#### [EXERCISE PROMPT]
Copy each entry below exactly as it reads.

* * *

use std::fmt::Write as _;
use std::path::{Path, PathBuf};

use churnpal::artifact::ArtifactLocation;
use churnpal::config::{AppConfig, TrainingSettings};
use rand::rngs::StdRng;
use rand::{Rng, SeedableRng};

const HEADER: &str = "customerID,gender,SeniorCitizen,Partner,Dependents,tenure,PhoneService,\
MultipleLines,InternetService,OnlineSecurity,OnlineBackup,DeviceProtection,TechSupport,\
StreamingTV,StreamingMovies,Contract,PaperlessBilling,PaymentMethod,MonthlyCharges,\
TotalCharges,Churn";

const CONTRACTS: [&str; 3] = ["Month-to-month", "One year", "Two year"];
const INTERNET: [&str; 3] = ["DSL", "Fiber optic", "No"];
const PAYMENT: [&str; 4] = [
    "Electronic check",
    "Mailed check",
    "Bank transfer (automatic)",
    "Credit card (automatic)",
];

fn yes_no(rng: &mut StdRng) -> &'static str {
    if rng.random_bool(0.5) { "Yes" } else { "No" }
}

/// Telco-style churn CSV. Short month-to-month fiber customers churn most often.
pub fn churn_csv(rows: usize, seed: u64, all_negative: bool) -> String {
    let mut rng = StdRng::seed_from_u64(seed);
    let mut out = String::from(HEADER);
    out.push('\n');
    for idx in 0..rows {
        let contract = CONTRACTS[rng.random_range(0..CONTRACTS.len())];
        let internet = INTERNET[rng.random_range(0..INTERNET.len())];
        let tenure: u32 = rng.random_range(0..72);
        let phone = yes_no(&mut rng);
        let multiple = if phone == "No" {
            "No phone service"
        } else {
            yes_no(&mut rng)
        };
        let addon = |rng: &mut StdRng| {
            if internet == "No" {
                "No internet service"
            } else {
                yes_no(rng)
            }
        };
        let security = addon(&mut rng);
        let backup = addon(&mut rng);
        let protection = addon(&mut rng);
        let support = addon(&mut rng);
        let tv = addon(&mut rng);
        let movies = addon(&mut rng);
        let monthly: f64 = rng.random_range(20.0..110.0);
        let total = if tenure == 0 {
            " ".to_string()
        } else {
            format!("{:.2}", monthly * f64::from(tenure))
        };

        let mut risk = 0.05;
        if contract == "Month-to-month" {
            risk += 0.4;
        }
        if tenure < 12 {
            risk += 0.25;
        }
        if internet == "Fiber optic" {
            risk += 0.15;
        }
        let churn = !all_negative && rng.random_bool(f64::min(risk, 0.95));

        let _ = writeln!(
            out,
            "{idx:04}-TEST,{},{},{},{},{tenure},{phone},{multiple},{internet},{security},{backup},\
{protection},{support},{tv},{movies},{contract},{},{},{monthly:.2},{total},{}",
            if rng.random_bool(0.5) { "Female" } else { "Male" },
            u8::from(rng.random_bool(0.2)),
            yes_no(&mut rng),
            yes_no(&mut rng),
            yes_no(&mut rng),
            PAYMENT[rng.random_range(0..PAYMENT.len())],
            if churn { "Yes" } else { "No" },
        );
    }
    out
}

pub fn write_churn_csv(dir: &Path, rows: usize, seed: u64, all_negative: bool) -> PathBuf {
    let path = dir.join("churn.csv");
    std::fs::write(&path, churn_csv(rows, seed, all_negative)).unwrap();
    path
}

/// Default config reading `data_path` and writing a bundle artifact into `dir`.
pub fn config_for(dir: &Path, data_path: PathBuf, artifact_name: &str) -> AppConfig {
    AppConfig {
        training: TrainingSettings {
            data_path,
            artifact: ArtifactLocation::bundle(dir.join(artifact_name)),
            ..TrainingSettings::default()
        },
        ..AppConfig::default()
    }
}
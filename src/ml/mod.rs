//! Feature encoding, the churn classifier and its evaluation metrics.

pub mod encoder;
pub mod logreg;
pub mod metrics;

* * *

#### [WRITTEN SOLUTION]
use std::fmt::Write as _;
use std::path::{Path, PathBuf};

use churnpal::artifact::ArtifactLocation;
use churnpal::config::{AppConfig, TrainingSettings};
use rand::rngs::StdRng;
use rand::{Rng, SeedableRng};

const HEADER: &str = "customerID,gender,SeniorCitizen,Partner,Dependents,tenure,PhoneService,\
MultipleLines,InternetService,OnlineSecurity,OnlineBackup,DeviceProtection,TechSupport,\
StreamingTV,StreamingMovies,Contract,PaperlessBilling,PaymentMethod,MonthlyCharges,\
TotalCharges,Churn";

const CONTRACTS: [&str; 3] = ["Month-to-month", "One year", "Two year"];
const INTERNET: [&str; 3] = ["DSL", "Fiber optic", "No"];
const PAYMENT: [&str; 4] = [
    "Electronic check",
    "Mailed check",
    "Bank transfer (automatic)",
    "Credit card (automatic)",
];

fn yes_no(rng: &mut StdRng) -> &'static str {
    if rng.random_bool(0.5) { "Yes" } else { "No" }
}

/// Telco-style churn CSV. Short month-to-month fiber customers churn most often.
pub fn churn_csv(rows: usize, seed: u64, all_negative: bool) -> String {
    let mut rng = StdRng::seed_from_u64(seed);
    let mut out = String::from(HEADER);
    out.push('\n');
    for idx in 0..rows {
        let contract = CONTRACTS[rng.random_range(0..CONTRACTS.len())];
        let internet = INTERNET[rng.random_range(0..INTERNET.len())];
        let tenure: u32 = rng.random_range(0..72);
        let phone = yes_no(&mut rng);
        let multiple = if phone == "No" {
            "No phone service"
        } else {
            yes_no(&mut rng)
        };
        let addon = |rng: &mut StdRng| {
            if internet == "No" {
                "No internet service"
            } else {
                yes_no(rng)
            }
        };
        let security = addon(&mut rng);
        let backup = addon(&mut rng);
        let protection = addon(&mut rng);
        let support = addon(&mut rng);
        let tv = addon(&mut rng);
        let movies = addon(&mut rng);
        let monthly: f64 = rng.random_range(20.0..110.0);
        let total = if tenure == 0 {
            " ".to_string()
        } else {
            format!("{:.2}", monthly * f64::from(tenure))
        };

        let mut risk = 0.05;
        if contract == "Month-to-month" {
            risk += 0.4;
        }
        if tenure < 12 {
            risk += 0.25;
        }
        if internet == "Fiber optic" {
            risk += 0.15;
        }
        let churn = !all_negative && rng.random_bool(f64::min(risk, 0.95));

        let _ = writeln!(
            out,
            "{idx:04}-TEST,{},{},{},{},{tenure},{phone},{multiple},{internet},{security},{backup},\
{protection},{support},{tv},{movies},{contract},{},{},{monthly:.2},{total},{}",
            if rng.random_bool(0.5) { "Female" } else { "Male" },
            u8::from(rng.random_bool(0.2)),
            yes_no(&mut rng),
            yes_no(&mut rng),
            yes_no(&mut rng),
            PAYMENT[rng.random_range(0..PAYMENT.len())],
            if churn { "Yes" } else { "No" },
        );
    }
    out
}

pub fn write_churn_csv(dir: &Path, rows: usize, seed: u64, all_negative: bool) -> PathBuf {
    let path = dir.join("churn.csv");
    std::fs::write(&path, churn_csv(rows, seed, all_negative)).unwrap();
    path
}

/// Default config reading `data_path` and writing a bundle artifact into `dir`.
pub fn config_for(dir: &Path, data_path: PathBuf, artifact_name: &str) -> AppConfig {
    AppConfig {
        training: TrainingSettings {
            data_path,
            artifact: ArtifactLocation::bundle(dir.join(artifact_name)),
            ..TrainingSettings::default()
        },
        ..AppConfig::default()
    }
}
filename src/ml/mod.rs
//! Feature encoding, the churn classifier and its evaluation metrics.

pub mod encoder;
pub mod logreg;
pub mod metrics;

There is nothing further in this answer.